WikiLeaks criticized Google Inc on Monday after the search engine admitted that it turned over private emails and other data on three WikiLeaks employees to the US government.
The company said that the data was handed over to the US government in the spring of 2012, which means Google took more than two years to inform WikiLeaks about the government request.
It is learned that the FBI had issued a warrant in March 2012 seeking the contents of all emails - sent, received and draft, including their destination or origin IP addresses and even the credit cards associated with the accounts.
In a letter addressed to Google Executive Chairman Eric Schmidt and General Counsel Kent Walker, WikiLeaks representatives said they were surprised by Google's actions relating to search warrants it received from federal law enforcement officials.
"We are astonished and disturbed that Google waited over two and a half years to notify its subscribers that a search warrant was issued for their records," wrote WikiLeaks' New York-based lawyer Michael Ratner of the Center for Constitutional Rights. "While it is too late for our clients to have the notice they should have had, they are still entitled to a list of Google's disclosures to the government and an explanation why Google waited more than two and a half years to provide any notice," he added.
The disclosure follows leaks by former National Security Agency contractor Edward Snowden detailing controversial U.S. government surveillance practices and assurances from tech companies like Google that they would do their utmost to protect users' personal information.
Founded by Julian Assange, WikiLeaks came into public spotlight in 2010 when it published a trove of classified government information, including leaked U.S. diplomatic cables.
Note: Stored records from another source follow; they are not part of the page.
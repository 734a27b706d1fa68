//! Strategy blueprints: versioned, declarative trade rules.
//!
//! A registered blueprint is immutable. Evolution produces a child
//! blueprint carrying a parent reference; the registry holds every
//! version ever registered.

use std::collections::BTreeMap;

use chrono::{DateTime, Utc};
use rust_decimal::Decimal;
use serde::{Deserialize, Serialize};

use super::ids::StrategyId;
use super::opportunity::OpportunityKind;

/// Strategy family, aligned with the opportunity kinds it trades.
#[derive(Debug, Clone, Copy, PartialEq, Eq, Hash, Serialize, Deserialize)]
#[serde(rename_all = "snake_case")]
pub enum StrategyKind {
    Arbitrage,
    NewsDriven,
    ProbabilityEdge,
    TimeDecay,
    Liquidity,
}

impl StrategyKind {
    /// Whether this strategy family trades the given opportunity kind.
    #[must_use]
    pub fn matches(self, kind: OpportunityKind) -> bool {
        matches!(
            (self, kind),
            (Self::Arbitrage, OpportunityKind::Arbitrage)
                | (Self::NewsDriven, OpportunityKind::NewsGap)
                | (Self::ProbabilityEdge, OpportunityKind::ProbabilityEdge)
                | (Self::TimeDecay, OpportunityKind::TimeDecay)
                | (Self::Liquidity, OpportunityKind::Liquidity)
        )
    }
}

/// Risk parameters governing positions opened under a blueprint.
#[derive(Debug, Clone, Copy, PartialEq, Serialize, Deserialize)]
pub struct RiskParams {
    /// Close when unrealized loss reaches this fraction of entry.
    pub stop_loss_pct: Decimal,
    /// Close when unrealized gain reaches this fraction of entry.
    pub take_profit_pct: Decimal,
    /// Max position as a fraction of account equity.
    pub max_position_size: Decimal,
    /// Portfolio drawdown fraction this strategy tolerates.
    pub max_drawdown: Decimal,
}

/// Back-test / trial performance summary.
#[derive(Debug, Clone, Copy, PartialEq, Serialize, Deserialize)]
pub struct TestResults {
    pub win_rate: f64,
    pub total_return: f64,
    pub sharpe_ratio: f64,
    pub max_drawdown: f64,
    pub total_trades: usize,
}

/// Entry/exit rule sets keyed by side.
#[derive(Debug, Clone, PartialEq, Eq, Default, Serialize, Deserialize)]
pub struct RuleSet {
    #[serde(rename = "YES", default)]
    pub yes: Vec<String>,
    #[serde(rename = "NO", default)]
    pub no: Vec<String>,
}

/// A versioned, declarative description of a trading strategy.
///
/// The serialized form is the persisted/exchanged representation:
/// `name, description, strategy_type, parameters, entry_rules,
/// exit_rules, risk_management, test_results`.
#[derive(Debug, Clone, PartialEq, Serialize, Deserialize)]
pub struct StrategyBlueprint {
    pub id: StrategyId,
    pub name: String,
    pub description: String,
    pub strategy_type: StrategyKind,
    pub parameters: BTreeMap<String, Decimal>,
    pub entry_rules: RuleSet,
    pub exit_rules: RuleSet,
    pub risk_management: RiskParams,
    pub test_results: Option<TestResults>,
    /// Blueprint this one was mutated from, if any.
    pub parent: Option<StrategyId>,
    pub created_at: DateTime<Utc>,
}

impl StrategyBlueprint {
    /// Look up a numeric parameter.
    #[must_use]
    pub fn parameter(&self, name: &str) -> Option<Decimal> {
        self.parameters.get(name).copied()
    }

    /// Back-test win rate, zero when untested.
    #[must_use]
    pub fn win_rate(&self) -> f64 {
        self.test_results.map_or(0.0, |r| r.win_rate)
    }

    /// Derive a mutated child. Parameters are replaced wholesale by the
    /// caller (the evolver perturbs them); rules and kind carry over.
    #[must_use]
    pub fn child(&self, name: String, parameters: BTreeMap<String, Decimal>) -> Self {
        Self {
            id: StrategyId::generate(),
            name,
            description: format!("mutation of {}", self.name),
            strategy_type: self.strategy_type,
            parameters,
            entry_rules: self.entry_rules.clone(),
            exit_rules: self.exit_rules.clone(),
            risk_management: self.risk_management,
            test_results: None,
            parent: Some(self.id.clone()),
            created_at: Utc::now(),
        }
    }
}

#[cfg(test)]
mod tests {
    use super::*;
    use rust_decimal_macros::dec;

    fn make_blueprint() -> StrategyBlueprint {
        StrategyBlueprint {
            id: StrategyId::from("bp-1"),
            name: "arb_tight".into(),
            description: "Buys both sides under 0.98".into(),
            strategy_type: StrategyKind::Arbitrage,
            parameters: BTreeMap::from([
                ("min_edge".into(), dec!(0.02)),
                ("min_liquidity".into(), dec!(1000)),
            ]),
            entry_rules: RuleSet {
                yes: vec!["ask_sum < 0.98".into()],
                no: vec!["ask_sum < 0.98".into()],
            },
            exit_rules: RuleSet {
                yes: vec!["take_profit OR stop_loss".into()],
                no: vec!["take_profit OR stop_loss".into()],
            },
            risk_management: RiskParams {
                stop_loss_pct: dec!(0.1),
                take_profit_pct: dec!(0.2),
                max_position_size: dec!(0.2),
                max_drawdown: dec!(0.2),
            },
            test_results: Some(TestResults {
                win_rate: 0.62,
                total_return: 0.14,
                sharpe_ratio: 1.4,
                max_drawdown: 0.11,
                total_trades: 60,
            }),
            parent: None,
            created_at: Utc::now(),
        }
    }

    #[test]
    fn serde_round_trip_is_identical() {
        let blueprint = make_blueprint();
        let json = serde_json::to_string(&blueprint).unwrap();
        let reloaded: StrategyBlueprint = serde_json::from_str(&json).unwrap();
        assert_eq!(blueprint, reloaded);
    }

    #[test]
    fn rules_serialize_with_side_keys() {
        let blueprint = make_blueprint();
        let json = serde_json::to_value(&blueprint).unwrap();
        assert!(json["entry_rules"]["YES"].is_array());
        assert!(json["exit_rules"]["NO"].is_array());
        assert_eq!(json["risk_management"]["stop_loss_pct"], "0.1");
    }

    #[test]
    fn child_carries_parent_reference() {
        let parent = make_blueprint();
        let child = parent.child(
            "arb_tight_v2".into(),
            BTreeMap::from([("min_edge".into(), dec!(0.025))]),
        );
        assert_eq!(child.parent.as_ref(), Some(&parent.id));
        assert_eq!(child.strategy_type, parent.strategy_type);
        assert!(child.test_results.is_none());
        assert_ne!(child.id, parent.id);
    }

    #[test]
    fn kind_matching() {
        assert!(StrategyKind::Arbitrage.matches(OpportunityKind::Arbitrage));
        assert!(StrategyKind::NewsDriven.matches(OpportunityKind::NewsGap));
        assert!(!StrategyKind::TimeDecay.matches(OpportunityKind::Arbitrage));
    }
}
pub mod components;
pub mod form;
pub mod modal;

pub use components::{AddEmployeeModal, DeleteEmployeeModal};
pub use modal::{ModalEvent, ModalState};
use chrono::Local;

use super::grid::{CalendarDate, Membership, MonthCursor};

/// Displayed month plus the selected day. Lives in the calendar
/// component; nothing here is persisted.
#[derive(Debug, Clone, Copy, PartialEq, Eq)]
pub struct CalendarState {
    pub shown: MonthCursor,
    pub selected: CalendarDate,
}

impl CalendarState {
    pub fn starting_at(today: CalendarDate) -> Option<Self> {
        Some(Self {
            shown: MonthCursor::containing(today)?,
            selected: today,
        })
    }

    pub fn prev_month(&mut self) {
        if let Some(prev) = self.shown.prev() {
            self.shown = prev;
        }
    }

    pub fn next_month(&mut self) {
        if let Some(next) = self.shown.next() {
            self.shown = next;
        }
    }

    /// Month/year selector change. Out-of-range values are ignored.
    pub fn show(&mut self, month: u32, year: i32) {
        if let Some(cursor) = MonthCursor::new(month, year) {
            self.shown = cursor;
        }
    }

    /// Click on a grid cell. Only days of the displayed month select.
    pub fn select(&mut self, day: u32, membership: Membership) -> bool {
        if membership != Membership::Current {
            return false;
        }
        self.selected = CalendarDate {
            day,
            month: self.shown.month(),
            year: self.shown.year(),
        };
        true
    }

    pub fn jump_to(&mut self, today: CalendarDate) {
        if let Some(state) = Self::starting_at(today) {
            *self = state;
        }
    }
}

/// Today's date in the browser's local time zone.
pub fn today() -> CalendarDate {
    CalendarDate::from_naive(Local::now().date_naive())
}

#[cfg(test)]
mod tests {
    use super::*;

    fn state() -> CalendarState {
        CalendarState::starting_at(CalendarDate { day: 20, month: 11, year: 2024 }).unwrap()
    }

    #[test]
    fn test_select_current_month_day() {
        let mut s = state();
        assert!(s.select(15, Membership::Current));
        assert_eq!(s.selected, CalendarDate { day: 15, month: 11, year: 2024 });
    }

    #[test]
    fn test_padding_clicks_are_ignored() {
        let mut s = state();
        assert!(!s.select(30, Membership::Previous));
        assert!(!s.select(2, Membership::Next));
        assert_eq!(s.selected.day, 20);
    }

    #[test]
    fn test_navigation_keeps_selection() {
        let mut s = state();
        s.next_month();
        assert_eq!((s.shown.month(), s.shown.year()), (0, 2025));
        assert!(!s.shown.contains(s.selected));

        s.prev_month();
        assert!(s.shown.contains(s.selected));
        assert_eq!(s.selected.day, 20);
    }

    #[test]
    fn test_show_rejects_invalid_month() {
        let mut s = state();
        s.show(12, 2024);
        assert_eq!(s.shown.month(), 11);

        s.show(2, 2023);
        assert_eq!((s.shown.month(), s.shown.year()), (2, 2023));
    }

    #[test]
    fn test_jump_to_resets_view_and_selection() {
        let mut s = state();
        s.show(5, 2020);
        s.select(3, Membership::Current);

        let today = CalendarDate { day: 9, month: 1, year: 2025 };
        s.jump_to(today);

        assert_eq!(s.selected, today);
        assert!(s.shown.contains(today));
    }
}
//! Board notification socket on top of `leptos_use::use_websocket`.
//!
//! Frames are JSON text decoded through the protocol types. Moves made
//! while the socket is down wait in an [`Outbox`] and go out on the next
//! open.

use std::collections::VecDeque;

use codee::string::FromToStringCodec;
use leptos::prelude::*;
use leptos_use::core::ConnectionReadyState;
use leptos_use::{use_websocket_with_options, UseWebSocketOptions, UseWebSocketReturn};

use crate::core::config::BoardConfig;
use crate::core::protocol::{ClientMessage, ServerMessage};

#[derive(Debug, Clone, Copy, PartialEq, Eq)]
pub enum ConnectionState {
    Connecting,
    Open,
    Closed,
}

impl ConnectionState {
    pub fn as_str(&self) -> &'static str {
        match self {
            ConnectionState::Connecting => "connecting",
            ConnectionState::Open => "live",
            ConnectionState::Closed => "offline",
        }
    }
}

impl From<ConnectionReadyState> for ConnectionState {
    fn from(state: ConnectionReadyState) -> Self {
        match state {
            ConnectionReadyState::Connecting => ConnectionState::Connecting,
            ConnectionReadyState::Open => ConnectionState::Open,
            ConnectionReadyState::Closing | ConnectionReadyState::Closed => ConnectionState::Closed,
        }
    }
}

/// Encoded frames waiting for the socket to open, oldest first.
#[derive(Debug, Default)]
pub struct Outbox {
    pending: VecDeque<String>,
}

impl Outbox {
    /// Hands the frame back when it can go out now. Otherwise it is queued
    /// behind anything already waiting.
    pub fn submit(&mut self, frame: String, open: bool) -> Option<String> {
        if open && self.pending.is_empty() {
            Some(frame)
        } else {
            self.pending.push_back(frame);
            None
        }
    }

    pub fn drain(&mut self) -> Vec<String> {
        self.pending.drain(..).collect()
    }
}

pub struct BoardSocket {
    pub connection: Signal<ConnectionState>,
    pub send: Callback<ClientMessage>,
}

/// Opens the board socket for the current component. The connection is
/// closed when the owning component is disposed.
pub fn use_board_socket<F>(on_message: F) -> BoardSocket
where
    F: Fn(ServerMessage) + Send + Sync + 'static,
{
    let config = use_context::<BoardConfig>().unwrap_or_default();
    let outbox = StoredValue::new(Outbox::default());

    let UseWebSocketReturn {
        ready_state,
        send: transmit,
        ..
    } = use_websocket_with_options::<String, String, FromToStringCodec, _, _>(
        &config.socket_url,
        UseWebSocketOptions::default()
            .immediate(true)
            .reconnect_limit(config.reconnect_limit())
            .reconnect_interval(config.reconnect_interval_ms)
            .on_message(move |frame: &String| match ServerMessage::from_json(frame) {
                Ok(message) => on_message(message),
                Err(e) => {
                    web_sys::console::error_1(&format!("Dropping socket frame: {}", e).into());
                }
            })
            .on_error(|error| {
                web_sys::console::error_1(&format!("WebSocket error: {:?}", error).into());
            }),
    );

    let flush = transmit.clone();
    Effect::new(move |_| {
        if ready_state.get() != ConnectionReadyState::Open {
            return;
        }
        let queued = outbox.try_update_value(|o| o.drain()).unwrap_or_default();
        if !queued.is_empty() {
            web_sys::console::log_1(&format!("Flushing {} queued messages", queued.len()).into());
        }
        for frame in queued {
            flush(&frame);
        }
    });

    let send = Callback::new(move |message: ClientMessage| {
        let frame = match message.to_json() {
            Ok(frame) => frame,
            Err(e) => {
                web_sys::console::error_1(&format!("Failed to encode {:?}: {}", message, e).into());
                return;
            }
        };
        let open = ready_state.get_untracked() == ConnectionReadyState::Open;
        if let Some(frame) = outbox.try_update_value(|o| o.submit(frame, open)).flatten() {
            transmit(&frame);
        }
    });

    BoardSocket {
        connection: Signal::derive(move || ConnectionState::from(ready_state.get())),
        send,
    }
}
The warrant was revealed to WikiLeaks on Christmas Eve. Google, whose online services include the popular Web email service Gmail as well as the world's No.1 Internet search engine released all emails and IP addresses associated with WikiLeaks’ investigations editor, Sarah Harrison; the spokesperson for the organisation, Kristinn Hrafnsson; and senior editor Joseph Farrell.
On Monday, Google said in a statement that it has a policy of notifying users about government requests except in certain cases, like when they are gagged by a court order, which is happening quite frequently.
Google stated that it has pushed to unseal all the documents related to the investigation. The letter from WikiLeaks' lawyers asked Google to come out with details about whether it had initiated any challenge to the search warrants before complying and whether it initiated any legal challenge to notify users about the warrants.